Part IV of the Regulations provides the maximum permissible noise levels for construction sites based on different construction categories. If the neighbouring business wishes to challenge the noise, it must demonstrate that the noise is excessive, persistent, and beyond legally acceptable levels. If proven unlawful, the affected party may seek injunctive relief to stop the noise or damages for any proven harm. However, claims for emotional distress alone may be complex to substantiate unless supported by medical evidence or a clear violation of environmental laws, which, unfortunately, are not explicit on this matter, forcing us to rely on the law of torts. Consult your lawyer to assess whether the construction activity remains within permissible limits or warrants legal action.
Opposing party caught us off guard with a PO
Our company is involved in a commercial dispute before the High Court. During the hearing, the opposing party abruptly raised a preliminary objection without prior notice to us, challenging the Court’s jurisdiction. We were caught off guard and did not have sufficient time to respond. Is it appropriate for a Court to entertain a preliminary objection when the opposing party was not given prior notice? Shouldn’t fairness necessitate notice before such objections can be raised? Please advise us.
BN, Mbeya
A preliminary objection is a point of law that, if upheld, can dispose of a case without delving into factual issues. Case law defines a preliminary objection as a pure question of law arising clearly from pleadings. The requirements for a proper preliminary objection include: (i) it must be based solely on points of law, (ii) it should not require factual inquiry, and (iiii) it must be raised at the earliest stage of proceedings. There are several cases in which the Court has seriously condemned the practice of raising preliminary objections without filing a notice.
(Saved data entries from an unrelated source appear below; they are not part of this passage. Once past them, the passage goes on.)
//! Graph assembly: steps wired by unconditional and conditional edges.
//!
//! [`GraphBuilder`] collects steps and edges, then [`GraphBuilder::compile`]
//! validates the wiring into an immutable [`Workflow`] the driver walks.
//! Validation is strict: every registered step needs exactly one outgoing
//! edge or router, and every referenced step must exist.

pub mod edges;

use std::sync::Arc;

use miette::Diagnostic;
use rustc_hash::FxHashMap;
use thiserror::Error;
use tracing::instrument;

use crate::state::StateSnapshot;
use crate::step::Step;
use crate::types::StepId;

pub use edges::{Router, RouterFn};

/// Wiring mistakes caught at compile time.
#[derive(Debug, Error, Diagnostic)]
pub enum GraphBuildError {
    #[error("no entry edge from start")]
    #[diagnostic(code(docsmith::graphs::missing_entry))]
    MissingEntry,

    #[error("step `{step}` referenced but never registered")]
    #[diagnostic(code(docsmith::graphs::unknown_step))]
    UnknownStep { step: StepId },

    #[error("virtual step `{step}` cannot carry an implementation")]
    #[diagnostic(code(docsmith::graphs::virtual_step))]
    VirtualStep { step: StepId },

    #[error("step `{step}` has no outgoing edge or router")]
    #[diagnostic(
        code(docsmith::graphs::dangling_step),
        help("every step must lead somewhere, if only to the end")
    )]
    DanglingStep { step: StepId },

    #[error("step `{step}` has both an unconditional edge and a router")]
    #[diagnostic(code(docsmith::graphs::conflicting_edges))]
    ConflictingEdges { step: StepId },
}

/// Routing failures at run time. Both variants are contract violations and
/// abort the run.
#[derive(Debug, Error, Diagnostic)]
pub enum RoutingError {
    #[error("router on `{from}` chose `{chose}`, outside its candidate set")]
    #[diagnostic(code(docsmith::graphs::router_escaped))]
    RouterEscaped { from: StepId, chose: StepId },

    #[error("no edge out of `{from}`")]
    #[diagnostic(code(docsmith::graphs::missing_edge))]
    MissingEdge { from: StepId },
}

/// Mutable graph under construction.
#[derive(Default)]
pub struct GraphBuilder {
    steps: FxHashMap<StepId, Arc<dyn Step>>,
    edges: FxHashMap<StepId, StepId>,
    routers: FxHashMap<StepId, Router>,
    entry: Option<StepId>,
}

impl GraphBuilder {
    #[must_use]
    pub fn new() -> Self {
        Self::default()
    }

    /// Registers a step implementation. Re-registering replaces the previous
    /// one.
    #[must_use]
    pub fn add_step(mut self, id: StepId, step: Arc<dyn Step>) -> Self {
        self.steps.insert(id, step);
        self
    }

    /// Adds an unconditional edge. An edge from `Start` sets the entry point.
    #[must_use]
    pub fn add_edge(mut self, from: StepId, to: StepId) -> Self {
        if from == StepId::Start {
            self.entry = Some(to);
        } else {
            self.edges.insert(from, to);
        }
        self
    }

    /// Adds a conditional edge out of `from`.
    #[must_use]
    pub fn add_router(mut self, from: StepId, router: Router) -> Self {
        self.routers.insert(from, router);
        self
    }

    /// Validates the wiring and produces an immutable workflow.
    #[instrument(skip(self))]
    pub fn compile(self) -> Result<Workflow, GraphBuildError> {
        let entry = self.entry.ok_or(GraphBuildError::MissingEntry)?;

        for id in self.steps.keys() {
            if id.is_virtual() {
                return Err(GraphBuildError::VirtualStep { step: *id });
            }
        }

        let ensure_known = |step: StepId| -> Result<(), GraphBuildError> {
            if step == StepId::End || self.steps.contains_key(&step) {
                Ok(())
            } else {
                Err(GraphBuildError::UnknownStep { step })
            }
        };

        ensure_known(entry)?;
        for (from, to) in &self.edges {
            ensure_known(*from)?;
            ensure_known(*to)?;
        }
        for (from, router) in &self.routers {
            ensure_known(*from)?;
            for candidate in router.candidates() {
                ensure_known(*candidate)?;
            }
        }

        for id in self.steps.keys() {
            let has_edge = self.edges.contains_key(id);
            let has_router = self.routers.contains_key(id);
            if has_edge && has_router {
                return Err(GraphBuildError::ConflictingEdges { step: *id });
            }
            if !has_edge && !has_router {
                return Err(GraphBuildError::DanglingStep { step: *id });
            }
        }

        Ok(Workflow {
            steps: self.steps,
            edges: self.edges,
            routers: self.routers,
            entry,
        })
    }
}

/// A compiled, immutable workflow graph.
pub struct Workflow {
    steps: FxHashMap<StepId, Arc<dyn Step>>,
    edges: FxHashMap<StepId, StepId>,
    routers: FxHashMap<StepId, Router>,
    entry: StepId,
}

impl Workflow {
    /// First executable step of the run.
    #[must_use]
    pub fn entry(&self) -> StepId {
        self.entry
    }

    /// Implementation registered for a step.
    #[must_use]
    pub fn step(&self, id: StepId) -> Option<Arc<dyn Step>> {
        self.steps.get(&id).cloned()
    }

    /// Resolves the successor of `from` against the snapshot.
    ///
    /// Router decisions are checked against their declared candidate set; a
    /// decision outside it is a [`RoutingError::RouterEscaped`] contract
    /// violation.
    pub fn next_after(
        &self,
        from: StepId,
        snapshot: &StateSnapshot,
    ) -> Result<StepId, RoutingError> {
        if let Some(router) = self.routers.get(&from) {
            let chose = router.route(snapshot);
            if !router.candidates().contains(&chose) {
                return Err(RoutingError::RouterEscaped { from, chose });
            }
            return Ok(chose);
        }
        self.edges
            .get(&from)
            .copied()
            .ok_or(RoutingError::MissingEdge { from })
    }
}

#[cfg(test)]
mod tests {
    use super::*;
    use crate::state::{RunInput, WorkflowState};
    use crate::step::{StepContext, StepError, StepPartial};
    use async_trait::async_trait;

    struct Noop;

    #[async_trait]
    impl Step for Noop {
        async fn run(
            &self,
            _snapshot: StateSnapshot,
            _ctx: StepContext,
        ) -> Result<StepPartial, StepError> {
            Ok(StepPartial::new())
        }
    }

    fn snapshot() -> StateSnapshot {
        WorkflowState::new(RunInput::new("acme/widgets#1")).snapshot()
    }

    #[test]
    fn compile_rejects_missing_entry() {
        let result = GraphBuilder::new()
            .add_step(StepId::Analysis, Arc::new(Noop))
            .add_edge(StepId::Analysis, StepId::End)
            .compile();
        assert!(matches!(result, Err(GraphBuildError::MissingEntry)));
    }

    #[test]
    fn compile_rejects_dangling_step() {
        let result = GraphBuilder::new()
            .add_step(StepId::Analysis, Arc::new(Noop))
            .add_edge(StepId::Start, StepId::Analysis)
            .compile();
        assert!(matches!(
            result,
            Err(GraphBuildError::DanglingStep {
                step: StepId::Analysis
            })
        ));
    }

    #[test]
    fn compile_rejects_unknown_target() {
        let result = GraphBuilder::new()
            .add_step(StepId::Analysis, Arc::new(Noop))
            .add_edge(StepId::Start, StepId::Analysis)
            .add_edge(StepId::Analysis, StepId::Validation)
            .compile();
        assert!(matches!(
            result,
            Err(GraphBuildError::UnknownStep {
                step: StepId::Validation
            })
        ));
    }

    #[test]
    fn router_escape_is_detected() {
        let workflow = GraphBuilder::new()
            .add_step(StepId::Analysis, Arc::new(Noop))
            .add_edge(StepId::Start, StepId::Analysis)
            .add_router(
                StepId::Analysis,
                Router::new(vec![StepId::End], |_| StepId::Validation),
            )
            .compile();
        // candidate list only names End, so compile cannot catch the stray
        // decision; next_after must.
        let workflow = match workflow {
            Ok(w) => w,
            Err(e) => panic!("unexpected build error: {e}"),
        };
        let result = workflow.next_after(StepId::Analysis, &snapshot());
        assert!(matches!(
            result,
            Err(RoutingError::RouterEscaped {
                from: StepId::Analysis,
                chose: StepId::Validation
            })
        ));
    }

    #[test]
    fn unconditional_edges_resolve() {
        let workflow = GraphBuilder::new()
            .add_step(StepId::Analysis, Arc::new(Noop))
            .add_edge(StepId::Start, StepId::Analysis)
            .add_edge(StepId::Analysis, StepId::End)
            .compile()
            .unwrap();
        assert_eq!(workflow.entry(), StepId::Analysis);
        assert_eq!(
            workflow.next_after(StepId::Analysis, &snapshot()).unwrap(),
            StepId::End
        );
    }
}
However, in a recent case, an interesting question emerged regarding whether a preliminary objection can be raised without a notice being filed. In this case, the Court held the view that points of law may be raised even if no prior notice was given where the point of law concerns jurisdiction. Based on this case, it follows that the respondent was not precluded from raising a preliminary objection at the hearing, even without filing the notice. Whilst raising a preliminary objection may be permissible, Courts have the discretion to entertain or decline a preliminary objection. In determining the preliminary objection, the Court must allow the disadvantaged party time to respond or challenge the objection’s validity. Furthermore, while the Court may permit an objection without notice in exceptional circumstances, the general practice encourages early disclosure to avoid procedural ambushes. Consult your lawyer for further clarity.